Delta Lake Newsletter, 2019-10-03 Edition
October 3, 2019
This edition of the Delta Lake Newsletter, find out more about the latest and upcoming webinars, meetups, and publications. For this edition, we will also focus on the many sessions at Spark+AI Summit EU 2019 in Amsterdam. Please share this newsletter with anyone who would like to know more about Delta Lake!

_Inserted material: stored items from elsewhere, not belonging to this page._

//! Observability.

mod logging;

pub use logging::{LogFormat, init};
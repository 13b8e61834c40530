//! Commit trailer parsing.
//!
//! Splits a raw commit record into header, body, and typed trailers.
//!
//! Trailer detection scans the message backwards and is gated on a
//! known-keys allow-list: a trailer is never recognized by shape alone, so a
//! body line such as `WEBHOOK_URL: https://…` stays in the body. The trailer
//! block must also be separated from the body by a blank line; trailers that
//! run directly into body text are not recognized at all.

mod validator;

pub use validator::validate_message;

use std::collections::BTreeMap;
use std::sync::LazyLock;

use regex::Regex;

use crate::git::COMMIT_SEPARATOR;
use crate::models::{CommitType, Intent, StructuredCommit};
use crate::{Error, Result};

/// Trailer keys recognized during backward scanning, lowercased.
pub const KNOWN_TRAILER_KEYS: [&str; 9] = [
    "intent",
    "scope",
    "decided-against",
    "session",
    "refs",
    "context",
    "breaking",
    "signed-off-by",
    "co-authored-by",
];

static HEADER_RE: LazyLock<Regex> = LazyLock::new(|| {
    Regex::new(
        r"^(feat|fix|refactor|perf|docs|test|build|ci|chore|revert)(?:\(([^)]+)\))?!?:\s+(.+)$",
    )
    .expect("static regex: conventional header")
});

static TRAILER_LINE_RE: LazyLock<Regex> = LazyLock::new(|| {
    Regex::new(r"^([A-Za-z][A-Za-z-]*):\s?(.*)$").expect("static regex: trailer line")
});

/// One raw `Key: value` trailer line.
#[derive(Debug, Clone, PartialEq, Eq)]
pub struct Trailer {
    /// The key, lowercased.
    pub key: String,
    /// The value, case preserved.
    pub value: String,
}

/// Parses the conventional-commit header.
///
/// Returns `(type, header_scope, subject)` or `None` when the header does
/// not match.
#[must_use]
pub fn parse_header(subject: &str) -> Option<(CommitType, Option<String>, String)> {
    let caps = HEADER_RE.captures(subject)?;
    let commit_type = CommitType::parse(caps.get(1)?.as_str())?;
    let header_scope = caps.get(2).map(|m| m.as_str().to_string());
    let text = caps.get(3)?.as_str().to_string();
    Some((commit_type, header_scope, text))
}

fn parse_trailer_line(line: &str) -> Option<Trailer> {
    let caps = TRAILER_LINE_RE.captures(line)?;
    let key = caps.get(1)?.as_str().to_lowercase();
    if !KNOWN_TRAILER_KEYS.contains(&key.as_str()) {
        return None;
    }
    Some(Trailer {
        key,
        value: caps.get(2).map_or("", |m| m.as_str()).trim().to_string(),
    })
}

/// Splits a commit message (body and trailers, header excluded) into the
/// body text and the recognized trailer lines.
///
/// The trailer block is the last contiguous run of known-key `Key: value`
/// lines, optionally containing blank lines whose preceding line is itself a
/// recognized trailer (structured trailers, a blank, then `Co-Authored-By:`
/// is one block). Any other blank line, or any unrecognized line, ends the
/// scan; a trailer block not preceded by a blank line (or message start) is
/// not a trailer block at all.
#[must_use]
pub fn split_trailers(message: &str) -> (String, Vec<Trailer>) {
    let mut lines: Vec<&str> = message.lines().collect();
    while lines.last().is_some_and(|l| l.trim().is_empty()) {
        lines.pop();
    }

    // Backward scan for the start of the trailer block.
    let mut start = lines.len();
    let mut i = lines.len();
    while i > 0 {
        let line = lines[i - 1];
        if line.trim().is_empty() {
            // tolerated only between recognized trailer lines
            if start < lines.len() && i >= 2 && parse_trailer_line(lines[i - 2]).is_some() {
                i -= 1;
                continue;
            }
            break;
        }
        if parse_trailer_line(line).is_some() {
            start = i - 1;
            i -= 1;
        } else {
            break;
        }
    }

    // The block must be separated from the body by a blank line.
    if start < lines.len() && start > 0 && !lines[start - 1].trim().is_empty() {
        start = lines.len();
    }

    let trailers: Vec<Trailer> = lines[start..]
        .iter()
        .filter_map(|line| parse_trailer_line(line))
        .collect();

    let mut body_lines = &lines[..start];
    while body_lines.last().is_some_and(|l| l.trim().is_empty()) {
        body_lines = &body_lines[..body_lines.len() - 1];
    }

    (body_lines.join("\n"), trailers)
}

/// Splits comma-separated trailer values, trimming each entry.
fn split_list(value: &str) -> Vec<String> {
    value
        .split(',')
        .map(str::trim)
        .filter(|s| !s.is_empty())
        .map(String::from)
        .collect()
}

/// Splits `git log` batch output into per-commit record blocks.
pub fn split_records(text: &str) -> impl Iterator<Item = &str> {
    text.split(COMMIT_SEPARATOR)
        .map(|block| block.trim_matches(['\n', '\r']))
        .filter(|block| !block.trim().is_empty())
}

/// Parses one commit record block into a [`StructuredCommit`].
///
/// # Errors
///
/// Returns [`Error::MissingRequiredFields`] when Hash, Date, or Subject are
/// absent, and [`Error::NonConventionalSubject`] when the header regex does
/// not match.
pub fn parse_record(block: &str) -> Result<StructuredCommit> {
    let mut hash = None;
    let mut date = None;
    let mut subject = None;
    let mut message_start = 0;

    for (consumed, line) in block.lines().enumerate() {
        if let Some(rest) = line.strip_prefix("Hash: ") {
            hash = Some(rest.trim().to_string());
        } else if let Some(rest) = line.strip_prefix("Date: ") {
            date = Some(rest.trim().to_string());
        } else if let Some(rest) = line.strip_prefix("Subject: ") {
            subject = Some(rest.to_string());
            // the remainder of the block is body and trailers
            message_start = consumed + 1;
            break;
        } else if !line.trim().is_empty() {
            break;
        }
    }

    let mut missing = Vec::new();
    if hash.is_none() {
        missing.push("Hash");
    }
    if date.is_none() {
        missing.push("Date");
    }
    if subject.is_none() {
        missing.push("Subject");
    }
    if !missing.is_empty() {
        return Err(Error::MissingRequiredFields(missing.join(", ")));
    }

    let hash = hash.unwrap_or_default();
    let date = date.unwrap_or_default();
    let subject = subject.unwrap_or_default();

    let (commit_type, header_scope, subject_text) =
        parse_header(&subject).ok_or_else(|| Error::NonConventionalSubject(subject.clone()))?;

    let message: String = block
        .lines()
        .skip(message_start)
        .collect::<Vec<_>>()
        .join("\n");
    let (body, trailers) = split_trailers(&message);

    let mut commit = StructuredCommit {
        hash,
        date,
        commit_type,
        header_scope,
        subject: subject_text,
        body,
        intent: None,
        scope: Vec::new(),
        decided_against: Vec::new(),
        session: None,
        refs: Vec::new(),
        context: None,
        breaking: None,
    };

    for trailer in trailers {
        match trailer.key.as_str() {
            "intent" => {
                if commit.intent.is_none() {
                    commit.intent = Intent::parse(&trailer.value);
                }
            },
            "scope" => commit.scope.extend(split_list(&trailer.value)),
            "decided-against" => {
                if !trailer.value.is_empty() {
                    commit.decided_against.push(trailer.value);
                }
            },
            "session" => {
                if commit.session.is_none() && !trailer.value.is_empty() {
                    commit.session = Some(trailer.value);
                }
            },
            "refs" => commit.refs.extend(split_list(&trailer.value)),
            "context" => {
                if commit.context.is_none() {
                    commit.context =
                        serde_json::from_str::<BTreeMap<String, serde_json::Value>>(&trailer.value)
                            .ok();
                }
            },
            "breaking" => {
                if commit.breaking.is_none() && !trailer.value.is_empty() {
                    commit.breaking = Some(trailer.value);
                }
            },
            // signed-off-by / co-authored-by are recognized but untyped
            _ => {},
        }
    }

    Ok(commit)
}

/// Serializes a [`StructuredCommit`] back into the record format.
///
/// Used by tests and the `git log --grep` fallback path to keep parsing
/// round-trippable.
#[must_use]
pub fn serialize_record(commit: &StructuredCommit) -> String {
    let mut out = String::new();
    out.push_str(&format!("Hash: {}\n", commit.hash));
    out.push_str(&format!("Date: {}\n", commit.date));
    let scope = commit
        .header_scope
        .as_ref()
        .map(|s| format!("({s})"))
        .unwrap_or_default();
    out.push_str(&format!(
        "Subject: {}{}: {}\n",
        commit.commit_type, scope, commit.subject
    ));
    if !commit.body.is_empty() {
        out.push_str(&commit.body);
        out.push('\n');
    }
    out.push('\n');
    if let Some(intent) = commit.intent {
        out.push_str(&format!("Intent: {intent}\n"));
    }
    if !commit.scope.is_empty() {
        out.push_str(&format!("Scope: {}\n", commit.scope.join(", ")));
    }
    for rejected in &commit.decided_against {
        out.push_str(&format!("Decided-Against: {rejected}\n"));
    }
    if let Some(session) = &commit.session {
        out.push_str(&format!("Session: {session}\n"));
    }
    if !commit.refs.is_empty() {
        out.push_str(&format!("Refs: {}\n", commit.refs.join(", ")));
    }
    if let Some(context) = &commit.context
        && let Ok(json) = serde_json::to_string(context)
    {
        out.push_str(&format!("Context: {json}\n"));
    }
    if let Some(breaking) = &commit.breaking {
        out.push_str(&format!("Breaking: {breaking}\n"));
    }
    out
}
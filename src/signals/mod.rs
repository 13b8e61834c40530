//! Prompt signal extraction.
//!
//! Classifies the tokens of a user prompt into scope hints (tokens that
//! match a stored scope key), intent hints (synonym-table hits), and
//! residual keywords. Detection is pure string work; typical prompts
//! classify in well under a millisecond.

mod vocab;

pub use vocab::{INTENT_SYNONYMS, STOP_WORDS};

use crate::matching::scope_matches;
use crate::models::PromptSignals;

/// Extracts [`PromptSignals`] from one user prompt.
///
/// Tokenization lowercases, keeps `[a-z0-9/_-]`, splits on whitespace, and
/// drops tokens of length ≤ 1. A token that matches a stored scope key or an
/// intent synonym is consumed and never reappears as a keyword. All three
/// collections de-duplicate preserving first-seen order.
#[must_use]
pub fn extract_prompt_signals(prompt: &str, scope_keys: &[String]) -> PromptSignals {
    let mut signals = PromptSignals::default();

    for token in tokenize(prompt) {
        let mut consumed = false;

        if scope_keys.iter().any(|key| scope_matches(key, &token)) {
            if !signals.scope_hints.contains(&token) {
                signals.scope_hints.push(token.clone());
            }
            consumed = true;
        }

        if let Some(intent) = INTENT_SYNONYMS.get(token.as_str()) {
            consumed = true;
            if !signals.intent_hints.contains(intent) {
                signals.intent_hints.push(*intent);
            }
        }

        if !consumed && !STOP_WORDS.contains(token.as_str()) && !signals.keywords.contains(&token)
        {
            signals.keywords.push(token);
        }
    }

    signals
}

fn tokenize(prompt: &str) -> impl Iterator<Item = String> + '_ {
    prompt
        .split_whitespace()
        .map(|word| {
            word.to_lowercase()
                .chars()
                .filter(|c| c.is_ascii_lowercase() || c.is_ascii_digit() || "/_-".contains(*c))
                .collect::<String>()
        })
        .filter(|token| token.chars().count() > 1)
}

#[cfg(test)]
mod tests {
    use super::*;
    use crate::models::Intent;

    fn keys(keys: &[&str]) -> Vec<String> {
        keys.iter().map(ToString::to_string).collect()
    }

    #[test]
    fn test_scenario_auth_login_bug() {
        let signals = extract_prompt_signals(
            "fix the AUTH login bug",
            &keys(&["auth", "auth/login", "cache"]),
        );
        assert_eq!(signals.scope_hints, vec!["auth"]);
        assert_eq!(signals.intent_hints, vec![Intent::FixDefect]);
        assert_eq!(signals.keywords, vec!["login"]);
    }

    #[test]
    fn test_empty_prompt_yields_empty_signals() {
        let signals = extract_prompt_signals("   \t\n ", &keys(&["auth"]));
        assert!(signals.is_empty());
    }

    #[test]
    fn test_short_tokens_dropped() {
        let signals = extract_prompt_signals("a b c db", &keys(&[]));
        assert_eq!(signals.keywords, vec!["db"]);
    }

    #[test]
    fn test_punctuation_stripped_from_tokens() {
        let signals = extract_prompt_signals("what's wrong with (cache)?", &keys(&["cache"]));
        assert_eq!(signals.scope_hints, vec!["cache"]);
        // "wrong" is an intent synonym, "whats"/"with" are residual/stop
        assert_eq!(signals.intent_hints, vec![Intent::FixDefect]);
        assert!(!signals.keywords.contains(&"cache".to_string()));
    }

    #[test]
    fn test_hierarchical_token_matches_stored_child() {
        // the token "auth/login" matches the stored key "auth/login/flow"
        let signals =
            extract_prompt_signals("investigate auth/login timeout", &keys(&["auth/login/flow"]));
        assert_eq!(signals.scope_hints, vec!["auth/login"]);
        assert_eq!(signals.intent_hints, vec![Intent::Explore]);
        assert_eq!(signals.keywords, vec!["timeout"]);
    }

    #[test]
    fn test_duplicates_deduplicated_in_order() {
        let signals = extract_prompt_signals(
            "cache cache miss then another miss",
            &keys(&["cache"]),
        );
        assert_eq!(signals.scope_hints, vec!["cache"]);
        assert_eq!(signals.keywords, vec!["miss", "another"]);
    }

    #[test]
    fn test_token_consumed_by_both_scope_and_intent() {
        // "docs" is both a stored scope key and a document-intent synonym
        let signals = extract_prompt_signals("update docs index", &keys(&["docs"]));
        assert_eq!(signals.scope_hints, vec!["docs"]);
        assert_eq!(signals.intent_hints, vec![Intent::Document]);
        assert!(!signals.keywords.contains(&"docs".to_string()));
    }
}
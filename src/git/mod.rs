//! Git subprocess plumbing.
//!
//! git is treated as a subprocess that returns text. Nothing here links a
//! git library; every call is a fresh `git` child process with captured
//! stdout, which keeps the process model identical to the hooks' own
//! short-lived invocations.

use std::path::{Path, PathBuf};
use std::process::Command;

use crate::{Error, Result};

/// The record format handed to `git log` for batch ingestion.
///
/// Each commit renders as an unambiguous block:
/// `---commit---\nHash: <h>\nDate: <iso>\nSubject: <header>\n<body-and-trailers>`.
pub const COMMIT_LOG_FORMAT: &str = "---commit---%nHash: %H%nDate: %aI%nSubject: %s%n%b";

/// Separator line between commit records.
pub const COMMIT_SEPARATOR: &str = "---commit---";

/// Handle to a git repository, anchored at a working directory.
#[derive(Debug, Clone)]
pub struct GitRepo {
    work_dir: PathBuf,
    git_dir: PathBuf,
}

impl GitRepo {
    /// Opens the repository containing `dir`.
    ///
    /// # Errors
    ///
    /// Fails when `dir` is not inside a git repository or git is missing.
    pub fn at(dir: impl AsRef<Path>) -> Result<Self> {
        let work_dir = dir.as_ref().to_path_buf();
        let out = run_git(&work_dir, &["rev-parse", "--git-dir"])?;
        let raw = PathBuf::from(out.trim());
        let git_dir = if raw.is_absolute() {
            raw
        } else {
            work_dir.join(raw)
        };
        Ok(Self { work_dir, git_dir })
    }

    /// Opens the repository containing the current directory.
    ///
    /// # Errors
    ///
    /// Fails when the current directory is unavailable or not a repository.
    pub fn discover() -> Result<Self> {
        let cwd = std::env::current_dir().map_err(|e| Error::OperationFailed {
            operation: "current_dir".to_string(),
            cause: e.to_string(),
        })?;
        Self::at(cwd)
    }

    /// The repository's metadata directory (`.git` or the worktree git dir).
    #[must_use]
    pub fn git_dir(&self) -> &Path {
        &self.git_dir
    }

    /// The `<git-dir>/info` directory where gitrecall keeps its files.
    #[must_use]
    pub fn info_dir(&self) -> PathBuf {
        self.git_dir.join("info")
    }

    /// Resolves the current HEAD commit hash.
    ///
    /// # Errors
    ///
    /// Fails on a repository without commits.
    pub fn head(&self) -> Result<String> {
        run_git(&self.work_dir, &["rev-parse", "HEAD"]).map(|out| out.trim().to_string())
    }

    /// Runs the batch-ingestion `git log` with the fixed record format.
    ///
    /// # Errors
    ///
    /// Returns [`Error::GitLogFailed`] when the subprocess fails.
    pub fn log_records(&self, limit: Option<usize>) -> Result<String> {
        let format_arg = format!("--format={COMMIT_LOG_FORMAT}");
        let mut args = vec!["log"];
        let n;
        if let Some(limit) = limit {
            n = format!("-{limit}");
            args.push(&n);
        }
        args.push(&format_arg);
        run_git(&self.work_dir, &args)
    }

    /// Live `git log --grep` fallback used when the index is stale.
    ///
    /// # Errors
    ///
    /// Returns [`Error::GitLogFailed`] when the subprocess fails.
    pub fn log_grep(&self, patterns: &[String], limit: usize) -> Result<String> {
        let format_arg = format!("--format={COMMIT_LOG_FORMAT}");
        let n = format!("-{limit}");
        let mut args = vec!["log".to_string(), n, format_arg];
        for pattern in patterns {
            args.push(format!("--grep={pattern}"));
        }
        args.push("--all-match".to_string());
        let args: Vec<&str> = args.iter().map(String::as_str).collect();
        run_git(&self.work_dir, &args)
    }

    /// Runs `git log` with caller-supplied, already-sanitized arguments.
    ///
    /// The sandbox's `gitLog` effect lands here after passing
    /// [`crate::sandbox::sanitize_git_log_args`].
    ///
    /// # Errors
    ///
    /// Returns [`Error::GitLogFailed`] when the subprocess fails.
    pub fn log_with_args(&self, args: &[String]) -> Result<String> {
        let mut full = vec!["log"];
        full.extend(args.iter().map(String::as_str));
        run_git(&self.work_dir, &full)
    }

    /// Reads the full message of a single commit (`HEAD` by default).
    ///
    /// # Errors
    ///
    /// Returns [`Error::GitLogFailed`] when the subprocess fails.
    pub fn commit_message(&self, rev: &str) -> Result<String> {
        run_git(&self.work_dir, &["log", "-1", "--format=%B", rev])
    }
}

fn run_git(dir: &Path, args: &[&str]) -> Result<String> {
    let output = Command::new("git")
        .args(args)
        .current_dir(dir)
        .output()
        .map_err(|e| {
            tracing::error!(error = %e, "failed to spawn git");
            Error::GitLogFailed(format!("failed to spawn git: {e}"))
        })?;

    if !output.status.success() {
        let stderr = String::from_utf8_lossy(&output.stderr);
        tracing::debug!(
            args = ?args,
            status = %output.status,
            stderr = %stderr.trim(),
            "git subprocess failed"
        );
        return Err(Error::GitLogFailed(format!(
            "git {} exited with {}: {}",
            args.first().unwrap_or(&""),
            output.status,
            stderr.trim()
        )));
    }

    String::from_utf8(output.stdout)
        .map_err(|e| Error::GitLogFailed(format!("undecodable git output: {e}")))
}

#[cfg(test)]
mod tests {
    use super::*;

    fn scratch_repo() -> (tempfile::TempDir, GitRepo) {
        let dir = tempfile::tempdir().expect("tempdir");
        let run = |args: &[&str]| {
            let status = Command::new("git")
                .args(args)
                .current_dir(dir.path())
                .status()
                .expect("git runs");
            assert!(status.success(), "git {args:?}");
        };
        run(&["init", "-q"]);
        run(&["config", "user.email", "dev@example.com"]);
        run(&["config", "user.name", "Dev"]);
        std::fs::write(dir.path().join("a.txt"), "a").unwrap();
        run(&["add", "."]);
        run(&[
            "commit",
            "-q",
            "-m",
            "feat(auth): add login\n\nAdds the login flow.\n\nIntent: enable-capability\nScope: auth/login",
        ]);
        let repo = GitRepo::at(dir.path()).expect("repo opens");
        (dir, repo)
    }

    #[test]
    fn test_at_rejects_non_repo() {
        let dir = tempfile::tempdir().unwrap();
        assert!(GitRepo::at(dir.path()).is_err());
    }

    #[test]
    fn test_head_and_log_records() {
        let (_dir, repo) = scratch_repo();
        let head = repo.head().unwrap();
        assert_eq!(head.len(), 40);

        let records = repo.log_records(None).unwrap();
        assert!(records.starts_with(COMMIT_SEPARATOR));
        assert!(records.contains(&format!("Hash: {head}")));
        assert!(records.contains("Subject: feat(auth): add login"));
        assert!(records.contains("Intent: enable-capability"));
    }

    #[test]
    fn test_info_dir_is_under_git_dir() {
        let (_dir, repo) = scratch_repo();
        assert!(repo.info_dir().ends_with("info"));
        assert!(repo.info_dir().starts_with(repo.git_dir()));
    }

    #[test]
    fn test_commit_message_roundtrip() {
        let (_dir, repo) = scratch_repo();
        let message = repo.commit_message("HEAD").unwrap();
        assert!(message.starts_with("feat(auth): add login"));
        assert!(message.contains("Scope: auth/login"));
    }
}
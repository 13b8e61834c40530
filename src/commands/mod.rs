//! CLI command implementations.

mod ask;
mod consolidate;
mod hook;
mod index;
mod memory;
mod query;
mod status;
mod validate;

pub use ask::cmd_ask;
pub use consolidate::cmd_consolidate;
pub use hook::{HookEvent, cmd_hook};
pub use index::cmd_index;
pub use memory::{MemoryAction, cmd_memory};
pub use query::cmd_query;
pub use status::cmd_status;
pub use validate::cmd_validate;

/// The default session id for CLI writes: `YYYY-MM-DD/session`, matching
/// what hooks derive when the host agent sends no session.
pub fn default_session_id() -> String {
    format!("{}/session", chrono::Utc::now().format("%Y-%m-%d"))
}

With the release of Delta Lake 0.4.0, we have also published the blog Simple, Reliable Upserts and Deletes on Delta Lake Tables using Python APIs. A key feature of this release is the Python APIs - review the blog to see how you can get started with Delta Lake in minutes!
- Diving Into Delta Lake: Schema Enforcement & Evolution: Understand the details behind how schema enforcement and schema evolution work with this Diving into Delta Lake blog. This is a follow up to popular Diving Into Delta Lake: Unpacking The Transaction Log.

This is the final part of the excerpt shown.